朝から街全体が茹だる暑さの中、結城康介と市村季鏡がアスリートジャージにスポーツバック一つでやってきた。
「学校の課題はすませてきたか?」
ベットラーは、二人を学生扱いしない宣言をする。
「はい、すませてきました」
「あとちょっこと。帰ったらやります」
すませた結城に対して、季鏡はまだらしい。
ベットラーのごつい眉がヒクリと動いた。
「衛は」
「終わらせてる。だって、バイトも、妹の見舞いもあるからさ」
「ええっ、あたしだけ!?」
季鏡が愕然と初手の格差に慌てだした。
ベットラーは改めて、おれたちを睥睨する。
「いいか、この合宿は遊びじゃねえ。合宿終了後、お前らに遊ぶ余力まで残してやる気はねえから、覚悟しろ!」
「はいっ」
「この二週間で、お前らの個人性能を格段にレベルアップさせてやる。[日雁青江]に入ってもポテンシャルで荷物扱いさせないくらいにな。だから気合を入れろ」
「はいっ」
おれはまだプロチーム所属どころか、免許も取れないけど、とツッコむだけ野暮か。
「初日はメニュー通り、二二〇〇時、俺の家に蒸着できる服装で集合だ。変更はない」
「はいっ」
「よし、いい返事は結城だけだったが、市村も期待してた夏休み気分を切り替えろ。今からお前たちが世話になるホストを紹介する。ついてこい」
結城は重川家、市村は上畠家にホームステイする。
両家は向かい隣で、どちらも五世代家族の大所帯だ。おれも相場家に同居を始めて、まっ先に挨拶に引き合わされた。昭和の戦後から続く町内会長、世話役さんらしい。
合宿はすべて、夜間から早朝四時まで行われる。
日中が殺人的に高温多湿になることもあるが、脊髄装甲の視覚画像をできるだけ地下活動に合わせるためだ。とはいえ、〝ベットラーズ・ブートキャンプ〟のメニュー通りなら、脊髄装甲での地上行動はこの初日のみ、最終日のダンジョン潜穽まであのスーツを着ることはない。

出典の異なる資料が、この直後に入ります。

use std::collections::{BTreeMap, HashMap};

use actix_web::{web, HttpResponse};
use chrono::{Local, NaiveDate, NaiveTime};
use serde::{Deserialize, Serialize};

use crate::error::ApiError;
use crate::models::{hhmm, Attendance, AttendanceStatus, Id, LeaveRequest, SchoolCounts, Student};
use crate::repo::AttendanceQuery;
use crate::routes::AppState;
use crate::validation::parse_date;

#[derive(Debug, Clone, PartialEq, Eq, Serialize)]
#[serde(untagged)]
pub enum RowId {
    Attendance(Id),
    Leave(String),
}

#[derive(Debug, Clone, Serialize)]
pub struct DailyRow {
    pub id: RowId,
    pub student_id: Id,
    pub student_name: String,
    pub status: AttendanceStatus,
    #[serde(with = "hhmm::option")]
    pub time: Option<NaiveTime>,
    pub note: String,
    pub operator: String,
    pub retro: bool,
}

#[derive(Debug, Serialize)]
#[serde(rename_all = "camelCase")]
struct HolidayFlag {
    is_holiday: bool,
    name: String,
}

#[derive(Debug, Serialize)]
struct DailyView {
    date: NaiveDate,
    holiday: HolidayFlag,
    rows: Vec<DailyRow>,
}

/// One row per student: the most recently recorded attendance row (by
/// `created_at`, then id), replaced by an approved leave when one covers the
/// day. Rows come out by student id.
pub fn merge_daily(
    date: NaiveDate,
    attendance: &[Attendance],
    leaves: &[LeaveRequest],
    names: &HashMap<Id, String>,
) -> Vec<DailyRow> {
    let name_of = |id: Id| names.get(&id).cloned().unwrap_or_default();
    let mut latest: BTreeMap<Id, &Attendance> = BTreeMap::new();
    for a in attendance.iter().filter(|a| a.date == date) {
        let newer = latest.get(&a.student_id).map_or(true, |cur| (a.created_at, a.id) > (cur.created_at, cur.id));
        if newer {
            latest.insert(a.student_id, a);
        }
    }
    let mut by_student: BTreeMap<Id, DailyRow> = latest
        .into_iter()
        .map(|(student_id, a)| {
            let row = DailyRow {
                id: RowId::Attendance(a.id),
                student_id,
                student_name: name_of(student_id),
                status: a.status,
                time: a.time,
                note: a.note.clone(),
                operator: a.operator.clone(),
                retro: a.retro,
            };
            (student_id, row)
        })
        .collect();
    for l in leaves.iter().filter(|l| l.covers(date)) {
        let note = match l.leave_type.dashboard_note() {
            "" => l.reason.clone(),
            n => n.to_string(),
        };
        by_student.insert(
            l.student_id,
            DailyRow {
                id: RowId::Leave(format!("leave-{}-{}", date.format("%Y-%m-%d"), l.id)),
                student_id: l.student_id,
                student_name: name_of(l.student_id),
                status: AttendanceStatus::Leave,
                time: None,
                note,
                operator: String::new(),
                retro: false,
            },
        );
    }
    by_student.into_values().collect()
}

/// Parses `grade/room`; anything else is treated as no filter.
pub fn parse_classroom(raw: &str) -> Option<(String, String)> {
    let (grade, room) = raw.trim().split_once('/')?;
    let (grade, room) = (grade.trim(), room.trim());
    (!grade.is_empty() && !room.is_empty()).then(|| (grade.to_string(), room.to_string()))
}

#[derive(Debug, Default, Deserialize)]
#[serde(default)]
pub struct DailyParams {
    date: Option<String>,
    classroom: Option<String>,
    grade: Option<String>,
    room: Option<String>,
}

impl DailyParams {
    fn classroom(&self) -> Option<(String, String)> {
        if let Some(c) = self.classroom.as_deref().and_then(parse_classroom) {
            return Some(c);
        }
        let grade = self.grade.as_deref().map(str::trim).filter(|s| !s.is_empty())?;
        let room = self.room.as_deref().map(str::trim).filter(|s| !s.is_empty())?;
        Some((grade.to_string(), room.to_string()))
    }
}

pub async fn daily(data: web::Data<AppState>, params: web::Query<DailyParams>) -> Result<HttpResponse, ApiError> {
    let date = match params.date.as_deref().map(str::trim).filter(|s| !s.is_empty()) {
        Some(raw) => parse_date(raw).ok_or_else(|| ApiError::field("date", "must be a date in YYYY-MM-DD format"))?,
        None => Local::now().date_naive(),
    };
    let classroom = params.classroom();

    let holiday = match data.repo.holiday_on(date).await? {
        Some(item) => HolidayFlag {
            is_holiday: true,
            name: item.kind.holiday_on(date).unwrap_or_default().to_string(),
        },
        None => HolidayFlag { is_holiday: false, name: String::new() },
    };

    let (grade, room) = classroom.clone().unzip();
    let attendance = data
        .repo
        .list_attendance(&AttendanceQuery { start: Some(date), end: Some(date), grade, room, ..Default::default() })
        .await?;
    let leaves = data.repo.approved_leaves_on(date).await?;

    let mut ids: Vec<Id> = attendance.iter().map(|a| a.student_id).chain(leaves.iter().map(|l| l.student_id)).collect();
    ids.sort_unstable();
    ids.dedup();
    let students: HashMap<Id, Student> = data.repo.find_students(&ids).await?.into_iter().map(|s| (s.id, s)).collect();
    let leaves: Vec<LeaveRequest> = match &classroom {
        Some((g, r)) => leaves
            .into_iter()
            .filter(|l| students.get(&l.student_id).is_some_and(|s| s.in_class(g, r)))
            .collect(),
        None => leaves,
    };
    let names: HashMap<Id, String> = students.iter().map(|(id, s)| (*id, s.full_name())).collect();

    let rows = merge_daily(date, &attendance, &leaves, &names);
    Ok(HttpResponse::Ok().json(DailyView { date, holiday, rows }))
}

pub async fn summary(data: web::Data<AppState>) -> Result<HttpResponse, ApiError> {
    let counts = SchoolCounts {
        students: data.repo.count_students().await?,
        teachers: data.repo.count_teachers().await?,
        homerooms: data.repo.count_homerooms().await?,
        pending_leaves: data.repo.count_pending_leaves().await?,
    };
    Ok(HttpResponse::Ok().json(counts))
}

#[cfg(test)]
mod tests {
    use super::*;
    use crate::models::{LeaveStatus, LeaveType};
    use chrono::Utc;

    fn day() -> NaiveDate {
        NaiveDate::from_ymd_opt(2025, 6, 2).unwrap()
    }

    fn mark(id: Id, student_id: Id, status: AttendanceStatus, time: Option<(u32, u32)>) -> Attendance {
        Attendance {
            id,
            student_id,
            date: day(),
            time: time.and_then(|(h, m)| NaiveTime::from_hms_opt(h, m, 0)),
            status,
            note: String::new(),
            operator: "krusomsri".into(),
            retro: false,
            created_at: Utc::now(),
        }
    }

    fn approved(id: Id, student_id: Id, leave_type: LeaveType, reason: &str) -> LeaveRequest {
        LeaveRequest {
            id,
            student_id,
            parent_id: None,
            leave_type,
            reason: reason.into(),
            date_from: day(),
            date_to: day(),
            attachments: vec![],
            status: LeaveStatus::Approved,
            submitted_at: Utc::now(),
            decided_at: Some(Utc::now()),
            decided_by: Some("admin".into()),
            reject_reason: None,
        }
    }

    #[test]
    fn approved_leave_replaces_attendance() {
        let attendance = [mark(1, 10, AttendanceStatus::Present, Some((7, 40)))];
        let leaves = [approved(5, 10, LeaveType::Sick, "fever")];
        let rows = merge_daily(day(), &attendance, &leaves, &HashMap::new());
        assert_eq!(rows.len(), 1);
        assert_eq!(rows[0].status, AttendanceStatus::Leave);
        assert_eq!(rows[0].id, RowId::Leave("leave-2025-06-02-5".into()));
        assert_eq!(rows[0].note, "sick");
        assert!(rows[0].time.is_none());
    }

    #[test]
    fn last_mark_of_the_day_wins() {
        let attendance = [
            mark(1, 10, AttendanceStatus::Present, Some((7, 40))),
            mark(2, 11, AttendanceStatus::Late, Some((8, 15))),
            mark(3, 10, AttendanceStatus::CheckedOut, Some((15, 30))),
        ];
        let names = HashMap::from([(10, "Somchai Jaidee".to_string())]);
        let rows = merge_daily(day(), &attendance, &[], &names);
        assert_eq!(rows.len(), 2);
        assert_eq!(rows[0].status, AttendanceStatus::CheckedOut);
        assert_eq!(rows[0].student_name, "Somchai Jaidee");
        assert_eq!(rows[1].student_name, "");
    }

    #[test]
    fn later_recorded_mark_wins_over_list_order() {
        // list order puts the timeless absent mark last; it was recorded first
        let mut absent = mark(1, 10, AttendanceStatus::Absent, None);
        absent.created_at = Utc::now() - chrono::Duration::minutes(5);
        let late = mark(2, 10, AttendanceStatus::Late, Some((8, 20)));
        let rows = merge_daily(day(), &[late, absent], &[], &HashMap::new());
        assert_eq!(rows.len(), 1);
        assert_eq!(rows[0].status, AttendanceStatus::Late);
        assert_eq!(rows[0].id, RowId::Attendance(2));
    }

    #[test]
    fn other_leave_uses_its_reason_as_note() {
        let rows = merge_daily(day(), &[], &[approved(8, 12, LeaveType::Other, "family trip")], &HashMap::new());
        assert_eq!(rows[0].note, "family trip");
    }

    #[test]
    fn classroom_parsing() {
        assert_eq!(parse_classroom(" P.1 / 2 "), Some(("P.1".into(), "2".into())));
        assert_eq!(parse_classroom("P.1"), None);
        assert_eq!(parse_classroom("/2"), None);
    }
}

結城が自身の合宿で予定していた近接戦闘訓練もない。身体面だけを徹底的に追い詰める。
これは結城とベットラーのダンジョンに対する行動思想の違いだと思っている。
結城にとってのダンジョンは戦闘ありき、討伐付き探索活動だと思っている。
対して、ベットラーは戦闘回避による探索の安全性の確保と潜穽進捗を重視している。
どちらが優れて劣っているという話ではない。
探索と討伐は状況に応じて選択を迫られるからだ。
この二週間で、おれもどっちに思想が寄ってるのか見定める機会にもなりそうだ。
そして合宿期間中、おれにはバイト出勤を課された。
辰巳といねは、青山にあるアーバレストジャパン本社に詰める。[フツノミタマ]開発の主任研究室長テッド・ウォーレン博士と丸一ヶ月つきっきりで進めていく。なので帰宅は朝のみ。青山から池袋までの約六キロを使った早朝トレーニングがてら朝食と着替えをしに帰ってくる。
ベットラーも三人の学生の面倒を見て、店にもしっかり出るのだからドワーフ族はタフだ。
要するに、合宿があろうとなかろうと、おれと相場家は平常運転のままだ。